God does care that i have been sick, and never likes to see his children suffer, but He assures us that He is the Great I Am. knowing this truth is so comforting, and it is just like Him to profoundly remind me to rest in Him. He is great, and Worthy to be praised! 

may i never be so focused on the "i am's" that i miss what The I Am has for me.


Wednesday, March 6, 2013

satisfied..and thankful

quiet games of tic-tac-toe, watching some silly shows and playing on the Ipad.. some apps even educational. that is what the past days have consisted. each morning, we check the sick boy's status. although, his the night's have predicted daybreak's outcome. then the gathering blanket and pillow, to once again, morph  living room into infirmary.

i admit these quiet days of cannot-go-anywhere have been somewhat soothing. much laundry is accomplished and grocery lists made. my full attention is on my boys, my husband, my home... full attention on the immediate gifts God has placed in my life. it's a breath deep, satisfying feeling. i am thankful.

besides a needed run to the doctor, the only time out-and-about was Monday, when necessary errands were run. my eldest, 13 going on 18, kept me company...and what wonderful company he is. i know i have mentioned before, but he is such a gentleman. runs to get my door, even beating me around the side of the car to open my driver side before i get my keys safely ticked inside my purse. our conversation is both light hearted and deep. watching him become a man is amazing, and i love spending time with him. God is doing wonderful things in his heart and life. it is a privilege to be his Mom.

we trekked off to the dreaded MVA, where, after only an hour, i left with a new license. one that has a less than ten years ago photo and updated, ahem, weight. the real heavy moment though was sitting there realizing that the next time i would be there was less than two years from now, again with my son...but not for myself, but instead for him. it will be here before i turn around. time has proven that much is true.
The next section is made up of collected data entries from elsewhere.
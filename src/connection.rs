// SPDX-License-Identifier: MIT
// SPDX-FileCopyrightText: 2025-2026 natyamatsya contributors
//
// Proxy connection objects, pooled by id via `SlotPool` so the reactor can
// carry a stable 32-bit id in its payload instead of a raw pointer.

use std::net::TcpStream;
use std::os::fd::RawFd;

use crate::error::PoolError;
use crate::proxy::state_machine::ProxyState;
use crate::slot_pool::SlotPool;

/// One half of a proxy connection (client-facing or server-facing).
pub struct Endpoint {
    pub stream: Option<TcpStream>,
    pub inactive: bool,
}

impl Endpoint {
    pub fn empty() -> Self {
        Self { stream: None, inactive: true }
    }

    pub fn fd(&self) -> Option<RawFd> {
        use std::os::fd::AsRawFd;
        self.stream.as_ref().map(|s| s.as_raw_fd())
    }

    pub fn take(&mut self) -> Option<TcpStream> {
        self.inactive = true;
        self.stream.take()
    }

    pub fn set(&mut self, stream: TcpStream) {
        self.inactive = false;
        self.stream = Some(stream);
    }
}

/// Address type parsed out of a SOCKS5 request, per RFC 1928 §5.
#[derive(Debug, Clone, Copy, PartialEq, Eq)]
pub enum AddressType {
    Ipv4,
    Domain,
    Ipv6,
}

/// A single proxied connection: client endpoint, server endpoint, scratch
/// buffer, parsed request fields, and the state-machine tag.
pub struct ProxyConnection {
    pub id: u32,
    pub client: Endpoint,
    pub server: Endpoint,
    pub scratch: Vec<u8>,
    pub offset: usize,
    pub state: ProxyState,
    pub is_first_content: bool,
    pub addr_type: Option<AddressType>,
    pub host: String,
    pub port: u16,
}

impl ProxyConnection {
    pub fn new(id: u32, scratch_size: usize) -> Self {
        Self {
            id,
            client: Endpoint::empty(),
            server: Endpoint::empty(),
            scratch: vec![0u8; scratch_size],
            offset: 0,
            state: ProxyState::Conn,
            is_first_content: true,
            addr_type: None,
            host: String::new(),
            port: 0,
        }
    }

    pub fn reset(&mut self, scratch_size: usize) {
        self.client.take();
        self.server.take();
        self.offset = 0;
        self.state = ProxyState::Conn;
        self.is_first_content = true;
        self.addr_type = None;
        self.host.clear();
        self.port = 0;
        if self.scratch.len() != scratch_size {
            self.scratch.resize(scratch_size, 0);
        }
    }
}

/// Pool of [`ProxyConnection`] objects keyed by id-stable slot ids.
pub struct ConnectionPool {
    pool: SlotPool<ProxyConnection>,
    scratch_size: usize,
}

impl ConnectionPool {
    pub fn new(capacity_hint: usize, scratch_size: usize) -> Self {
        Self {
            pool: SlotPool::new(capacity_hint, 0),
            scratch_size,
        }
    }

    pub fn alloc(&self) -> Result<u32, PoolError> {
        let id = self.pool.alloc()?;
        unsafe {
            let ptr = self.pool.get_by_id(id).expect("just allocated");
            std::ptr::write(ptr, ProxyConnection::new(id, self.scratch_size));
        }
        Ok(id)
    }

    /// # Safety
    /// Same contract as [`SlotPool::get_by_id`]: `id` must currently be
    /// allocated and the caller must not alias mutable access across threads.
    pub unsafe fn get(&self, id: u32) -> Result<*mut ProxyConnection, PoolError> {
        self.pool.get_by_id(id)
    }

    pub fn free(&self, id: u32) {
        self.pool.free(id);
    }
}

#[cfg(test)]
mod tests {
    use super::*;

    #[test]
    fn alloc_initializes_fresh_state() {
        let pool = ConnectionPool::new(4, 256);
        let id = pool.alloc().unwrap();
        unsafe {
            let conn = &*pool.get(id).unwrap();
            assert_eq!(conn.id, id);
            assert_eq!(conn.state, ProxyState::Conn);
            assert!(conn.is_first_content);
            assert_eq!(conn.scratch.len(), 256);
        }
        pool.free(id);
    }
}
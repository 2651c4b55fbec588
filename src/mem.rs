// SPDX-License-Identifier: MIT
// SPDX-FileCopyrightText: 2025-2026 natyamatsya contributors
//
// Optional fixed-size buffer pool, independent of the id-stable slot pool
// used by the reactor and time wheel (see `slot_pool.rs`). Feature-gated
// behind `slab_pool`; not wired into the hot path by default.

// ---------------------------------------------------------------------------
// SlabPool — fixed-size object pool (mirrors block_pool / central_cache_pool)
// ---------------------------------------------------------------------------

/// A pool of fixed-size byte buffers backed by `slab::Slab`.
///
/// `insert` claims a slot and returns a stable key; `remove` returns the slot
/// to the pool. The pool grows automatically (no fixed upper bound, unlike
/// [`crate::slot_pool::SlotPool`]).
///
/// The pool is **not** `Send`; wrap in `Mutex` for shared use.
#[cfg(feature = "slab_pool")]
pub struct SlabPool<const BLOCK: usize> {
    slab: slab::Slab<[u8; BLOCK]>,
}

#[cfg(feature = "slab_pool")]
impl<const BLOCK: usize> SlabPool<BLOCK> {
    /// Create an empty pool.
    pub fn new() -> Self {
        Self {
            slab: slab::Slab::new(),
        }
    }

    /// Create a pool pre-allocated for `capacity` entries.
    pub fn with_capacity(capacity: usize) -> Self {
        Self {
            slab: slab::Slab::with_capacity(capacity),
        }
    }

    /// Insert a zeroed block and return its stable key.
    pub fn insert_zeroed(&mut self) -> usize {
        self.slab.insert([0u8; BLOCK])
    }

    /// Insert a block initialised from `src` (truncated / zero-padded to `BLOCK`).
    pub fn insert_from_slice(&mut self, src: &[u8]) -> usize {
        let mut block = [0u8; BLOCK];
        let n = src.len().min(BLOCK);
        block[..n].copy_from_slice(&src[..n]);
        self.slab.insert(block)
    }

    /// Get a shared reference to the block at `key`.
    pub fn get(&self, key: usize) -> Option<&[u8; BLOCK]> {
        self.slab.get(key)
    }

    /// Get a mutable reference to the block at `key`.
    pub fn get_mut(&mut self, key: usize) -> Option<&mut [u8; BLOCK]> {
        self.slab.get_mut(key)
    }

    /// Return the block at `key` to the pool.
    pub fn remove(&mut self, key: usize) -> [u8; BLOCK] {
        self.slab.remove(key)
    }

    /// Number of occupied slots.
    pub fn len(&self) -> usize {
        self.slab.len()
    }

    /// Whether the pool has no occupied slots.
    pub fn is_empty(&self) -> bool {
        self.slab.is_empty()
    }

    /// Total capacity (occupied + free slots).
    pub fn capacity(&self) -> usize {
        self.slab.capacity()
    }
}

#[cfg(feature = "slab_pool")]
impl<const BLOCK: usize> Default for SlabPool<BLOCK> {
    fn default() -> Self {
        Self::new()
    }
}
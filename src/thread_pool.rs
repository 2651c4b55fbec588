// SPDX-License-Identifier: MIT
// SPDX-FileCopyrightText: 2025-2026 natyamatsya contributors
//
// Persistent-thread-per-worker pool: each worker blocks on its own task slot
// until dispatched, runs exactly one closure, then returns to idle. Used by
// PAT and the proxy bootstrap for work that shouldn't run on a reactor
// thread (DNS, slow auth callbacks).

use std::sync::atomic::{AtomicUsize, Ordering};
use std::sync::{Arc, Mutex};
use std::thread::JoinHandle;
use std::time::Duration;

use crate::os_event::OsEvent;

type Task = Box<dyn FnOnce() + Send + 'static>;

struct Worker {
    slot: Mutex<Option<Task>>,
    event: OsEvent,
    busy: std::sync::atomic::AtomicBool,
}

/// A fixed-size pool of persistent worker threads.
pub struct ThreadPool {
    workers: Vec<Arc<Worker>>,
    handles: Mutex<Vec<JoinHandle<()>>>,
    idle_count: AtomicUsize,
    shutting_down: Arc<std::sync::atomic::AtomicBool>,
}

impl ThreadPool {
    /// Spawn `n` workers (clamped to at least 1), blocking until every
    /// worker thread has started and is idle.
    pub fn new(n: usize) -> Self {
        let n = n.max(1);
        let shutting_down = Arc::new(std::sync::atomic::AtomicBool::new(false));
        let mut workers = Vec::with_capacity(n);
        let mut handles = Vec::with_capacity(n);
        let started = Arc::new(OsEvent::new());
        let started_count = Arc::new(AtomicUsize::new(0));

        for id in 0..n {
            let worker = Arc::new(Worker {
                slot: Mutex::new(None),
                event: OsEvent::new(),
                busy: std::sync::atomic::AtomicBool::new(false),
            });
            workers.push(Arc::clone(&worker));
            let shutting_down = Arc::clone(&shutting_down);
            let started = Arc::clone(&started);
            let started_count = Arc::clone(&started_count);
            let handle = std::thread::Builder::new()
                .name(format!("pool-worker-{id}"))
                .spawn(move || {
                    started_count.fetch_add(1, Ordering::SeqCst);
                    started.notify();
                    worker_loop(worker, shutting_down);
                })
                .expect("spawn worker thread");
            handles.push(handle);
        }

        while started_count.load(Ordering::SeqCst) < n {
            started.wait_if(|| started_count.load(Ordering::SeqCst) < n, Some(Duration::from_millis(50)));
        }

        Self {
            workers,
            handles: Mutex::new(handles),
            idle_count: AtomicUsize::new(n),
            shutting_down,
        }
    }

    /// Block up to `wait` for an idle worker and return its index, or `None`
    /// on timeout.
    pub fn get_worker(&self, wait: Duration) -> Option<usize> {
        let deadline = std::time::Instant::now() + wait;
        loop {
            for (i, w) in self.workers.iter().enumerate() {
                if !w.busy.swap(true, Ordering::AcqRel) {
                    self.idle_count.fetch_sub(1, Ordering::AcqRel);
                    return Some(i);
                }
            }
            if std::time::Instant::now() >= deadline {
                return None;
            }
            std::thread::sleep(Duration::from_micros(200));
        }
    }

    pub fn release_worker(&self, idx: usize) {
        self.workers[idx].busy.store(false, Ordering::Release);
        self.idle_count.fetch_add(1, Ordering::AcqRel);
    }

    /// Enqueue exactly one task on worker `idx`. Caller must have obtained
    /// `idx` from [`ThreadPool::get_worker`] and not call this twice for the
    /// same acquisition.
    pub fn worker_task_start<F>(&self, idx: usize, f: F)
    where
        F: FnOnce() + Send + 'static,
    {
        let worker = &self.workers[idx];
        *worker.slot.lock().unwrap() = Some(Box::new(f));
        worker.event.notify();
    }

    /// Block until worker `idx` finishes its in-flight task.
    pub fn worker_task_join(&self, idx: usize) {
        let worker = &self.workers[idx];
        worker.event.wait_if(|| worker.slot.lock().unwrap().is_some(), None);
    }

    pub fn idle_count(&self) -> usize {
        self.idle_count.load(Ordering::Acquire)
    }

    pub fn size(&self) -> usize {
        self.workers.len()
    }
}

fn worker_loop(worker: Arc<Worker>, shutting_down: Arc<std::sync::atomic::AtomicBool>) {
    loop {
        let woke = worker.event.wait_if(
            || worker.slot.lock().unwrap().is_none() && !shutting_down.load(Ordering::Acquire),
            Some(Duration::from_millis(200)),
        );
        if shutting_down.load(Ordering::Acquire) {
            return;
        }
        if !woke {
            continue;
        }
        let task = worker.slot.lock().unwrap().take();
        if let Some(task) = task {
            task();
            *worker.slot.lock().unwrap() = None;
            worker.event.notify();
        }
    }
}

impl Drop for ThreadPool {
    fn drop(&mut self) {
        self.shutting_down.store(true, Ordering::Release);
        for w in &self.workers {
            w.event.broadcast();
        }
        if let Ok(mut handles) = self.handles.lock() {
            for h in handles.drain(..) {
                let _ = h.join();
            }
        }
    }
}

#[cfg(test)]
mod tests {
    use super::*;
    use std::sync::atomic::AtomicI32;

    #[test]
    fn new_pool_is_fully_idle() {
        let pool = ThreadPool::new(2);
        assert_eq!(pool.size(), 2);
        assert_eq!(pool.idle_count(), 2);
    }

    #[test]
    fn dispatch_and_join_runs_task() {
        let pool = ThreadPool::new(1);
        let counter = Arc::new(AtomicI32::new(0));
        let idx = pool.get_worker(Duration::from_secs(1)).unwrap();
        let c = Arc::clone(&counter);
        pool.worker_task_start(idx, move || {
            c.fetch_add(1, Ordering::SeqCst);
        });
        pool.worker_task_join(idx);
        pool.release_worker(idx);
        assert_eq!(counter.load(Ordering::SeqCst), 1);
    }

    #[test]
    fn size_zero_clamped_to_one() {
        let pool = ThreadPool::new(0);
        assert_eq!(pool.size(), 1);
    }
}
// SPDX-License-Identifier: MIT
// SPDX-FileCopyrightText: 2025-2026 natyamatsya contributors
//
// End-to-end scenarios over real loopback TCP, driving a genuine reactor
// pool rather than calling state-machine handlers directly.

use std::io::{Read, Write};
use std::net::{TcpListener, TcpStream};
use std::sync::Arc;
use std::time::Duration;

use socks_reactor::crypto::{self, EncryptType};
use socks_reactor::proxy::{ProxyDriver, ProxyMode, ProxyModeConfig};
use socks_reactor::reactor_pool::ReactorPool;
use socks_reactor::socket_config::SocketTuning;

fn spawn_echo_target() -> (String, u16) {
    let listener = TcpListener::bind("127.0.0.1:0").unwrap();
    let addr = listener.local_addr().unwrap();
    std::thread::spawn(move || {
        if let Ok((mut stream, _)) = listener.accept() {
            let mut buf = [0u8; 1024];
            loop {
                match stream.read(&mut buf) {
                    Ok(0) | Err(_) => return,
                    Ok(n) => {
                        let _ = stream.write_all(&buf[..n]);
                    }
                }
            }
        }
    });
    (addr.ip().to_string(), addr.port())
}

fn base_config(mode: ProxyMode, username: &str, password: &str) -> ProxyModeConfig {
    ProxyModeConfig {
        mode,
        encrypt: EncryptType::None,
        username: username.to_string(),
        password: password.to_string(),
        aes_key: *b"0123456789abcdef",
        xor_key: crypto::DEFAULT_XOR_KEY,
        remote_host: String::new(),
        remote_port: 0,
        connect_timeout_ticks: 50,
        poll_timeout_ticks: 20,
    }
}

/// Stands up a one-reactor proxy listening on an ephemeral port; returns the
/// bound address. The acceptor and reactor threads run for the test's
/// duration and are simply leaked (process-exit reclaims them), matching
/// the short-lived nature of `#[test]` processes.
fn spawn_proxy(config: ProxyModeConfig) -> (String, u16) {
    let tuning = SocketTuning::default();
    let reactors = Arc::new(ReactorPool::new(1, tuning).unwrap());
    let driver = Arc::new(ProxyDriver::new(Arc::clone(&reactors), config, SocketTuning::default(), 16 * 1024));

    let _reactor_threads = reactors.start_poll(driver.clone());

    let listener = TcpListener::bind("127.0.0.1:0").unwrap();
    let addr = listener.local_addr().unwrap();

    let driver_for_acceptor = driver.clone();
    let reactors_for_acceptor = reactors.clone();
    std::thread::spawn(move || {
        let _ = reactors_for_acceptor.run_acceptor(listener, driver_for_acceptor, || false);
    });

    (addr.ip().to_string(), addr.port())
}

#[test]
fn s1_socks_no_auth_ipv4_roundtrip() {
    let (target_ip, target_port) = spawn_echo_target();
    let (proxy_ip, proxy_port) = spawn_proxy(base_config(ProxyMode::Socks, "", ""));
    std::thread::sleep(Duration::from_millis(100));

    let mut client = TcpStream::connect((proxy_ip.as_str(), proxy_port)).unwrap();
    client.write_all(&[0x05, 0x01, 0x00]).unwrap();
    let mut greet_reply = [0u8; 2];
    client.read_exact(&mut greet_reply).unwrap();
    assert_eq!(greet_reply, [0x05, 0x00]);

    let mut req = vec![0x05, 0x01, 0x00, 0x01];
    req.extend_from_slice(&target_ip.parse::<std::net::Ipv4Addr>().unwrap().octets());
    req.extend_from_slice(&target_port.to_be_bytes());
    client.write_all(&req).unwrap();

    let mut reply = [0u8; 10];
    client.read_exact(&mut reply).unwrap();
    assert_eq!(reply[0..4], [0x05, 0x00, 0x00, 0x01]);

    client.write_all(b"PING").unwrap();
    let mut echoed = [0u8; 4];
    client.read_exact(&mut echoed).unwrap();
    assert_eq!(&echoed, b"PING");
}

#[test]
fn s2_socks_user_pass_fail_closes_connection() {
    let (proxy_ip, proxy_port) = spawn_proxy(base_config(ProxyMode::Socks, "u", "p"));
    std::thread::sleep(Duration::from_millis(100));

    let mut client = TcpStream::connect((proxy_ip.as_str(), proxy_port)).unwrap();
    client.write_all(&[0x05, 0x01, 0x02]).unwrap();
    let mut greet_reply = [0u8; 2];
    client.read_exact(&mut greet_reply).unwrap();
    assert_eq!(greet_reply, [0x05, 0x02]);

    client.write_all(&[0x01, 0x01, b'x', 0x01, b'y']).unwrap();
    let mut auth_reply = [0u8; 2];
    client.read_exact(&mut auth_reply).unwrap();
    assert_eq!(auth_reply, [0x01, 0x01]);

    client.set_read_timeout(Some(Duration::from_secs(2))).unwrap();
    let mut buf = [0u8; 1];
    let n = client.read(&mut buf).unwrap_or(0);
    assert_eq!(n, 0);
}

#[test]
fn s3_socks_domain_request_resolves_and_forwards() {
    let (_target_ip, target_port) = spawn_echo_target();
    let (proxy_ip, proxy_port) = spawn_proxy(base_config(ProxyMode::Socks, "", ""));
    std::thread::sleep(Duration::from_millis(100));

    let mut client = TcpStream::connect((proxy_ip.as_str(), proxy_port)).unwrap();
    client.write_all(&[0x05, 0x01, 0x00]).unwrap();
    let mut greet_reply = [0u8; 2];
    client.read_exact(&mut greet_reply).unwrap();

    let host = b"localhost";
    let mut req = vec![0x05, 0x01, 0x00, 0x03, host.len() as u8];
    req.extend_from_slice(host);
    req.extend_from_slice(&target_port.to_be_bytes());
    client.write_all(&req).unwrap();

    let mut reply = [0u8; 10];
    client.read_exact(&mut reply).unwrap();
    assert_eq!(reply[0], 0x05);
    assert_eq!(reply[1], 0x00);

    client.write_all(b"hi").unwrap();
    let mut echoed = [0u8; 2];
    client.read_exact(&mut echoed).unwrap();
    assert_eq!(&echoed, b"hi");
}

#[test]
fn s5_idle_connection_times_out() {
    let (proxy_ip, proxy_port) = spawn_proxy(ProxyModeConfig {
        poll_timeout_ticks: 3,
        ..base_config(ProxyMode::Socks, "", "")
    });
    std::thread::sleep(Duration::from_millis(100));

    let mut client = TcpStream::connect((proxy_ip.as_str(), proxy_port)).unwrap();
    client.write_all(&[0x05, 0x01, 0x00]).unwrap();
    let mut greet_reply = [0u8; 2];
    client.read_exact(&mut greet_reply).unwrap();
    assert_eq!(greet_reply, [0x05, 0x00]);

    // Idle past the 3-tick (~300ms) poll timeout without sending a request.
    let mut buf = [0u8; 1];
    client.set_read_timeout(Some(Duration::from_secs(2))).unwrap();
    let n = client.read(&mut buf).unwrap_or(0);
    assert_eq!(n, 0);
}

#[test]
fn s4_local_to_remote_tunnel_roundtrips_plaintext() {
    let (target_ip, target_port) = spawn_echo_target();

    let r_config = ProxyModeConfig {
        remote_host: String::new(),
        remote_port: 0,
        ..base_config(ProxyMode::Remote, "u", "p")
    };
    let (r_ip, r_port) = spawn_proxy(r_config);
    std::thread::sleep(Duration::from_millis(100));

    let l_config = ProxyModeConfig {
        remote_host: r_ip,
        remote_port: r_port,
        ..base_config(ProxyMode::Local, "u", "p")
    };
    let (l_ip, l_port) = spawn_proxy(l_config);
    std::thread::sleep(Duration::from_millis(100));

    let mut client = TcpStream::connect((l_ip.as_str(), l_port)).unwrap();
    client.write_all(&[0x05, 0x01, 0x00]).unwrap();
    let mut greet_reply = [0u8; 2];
    client.read_exact(&mut greet_reply).unwrap();
    assert_eq!(greet_reply, [0x05, 0x00]);

    let mut req = vec![0x05, 0x01, 0x00, 0x03, target_ip.len() as u8];
    req.extend_from_slice(target_ip.as_bytes());
    req.extend_from_slice(&target_port.to_be_bytes());
    client.write_all(&req).unwrap();
    let mut reply = [0u8; 10];
    client.read_exact(&mut reply).unwrap();

    let body = b"GET / HTTP/1.0\r\n\r\n";
    client.write_all(body).unwrap();
    let mut echoed = vec![0u8; body.len()];
    client.read_exact(&mut echoed).unwrap();
    assert_eq!(&echoed, body);
}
upon leaving, he asked if we could grab lunch..specifically, if we could go inside somewhere to sit and eat. what treasured times these are for me. i try to grab every one of these opportunities to spend time with each of my boys. i had a lot waiting for me to do at home, and we still had to grocery shop. but, it was much more important right then to hear my son's heart... really listen to him.

we had a wonderful lunch together and headed to the grocery store. apparently, everyone else had to shop on Monday as well.. it seemed half of our county population was there. at first, i couldn't figure out why the onslaught of shoppers. that's when my son reminded me that we were to get a decent helping of snow in the next days. ahhhh.. so, that's why the bread shelf was almost empty.. i will never understand why some act as if they'll never be able to get out of the house again when we're supposed to see some snow. we are a funny people.

so, now i sit here, awaiting the "big storm". word has it that we could see on the upwards of a foot. today was sunny and almost fifty degrees.. we shall see. besides the sunny day, it was also a great day for my little sick man. besides a sniffle, he seems fully recouped. now, my oldest is down. hoping it doesn't make it's way through the whole family. oh well.. at least if it snows, we'll be back to cannot-go-anywhere, and i will still be deeply satisfied.. and thankful.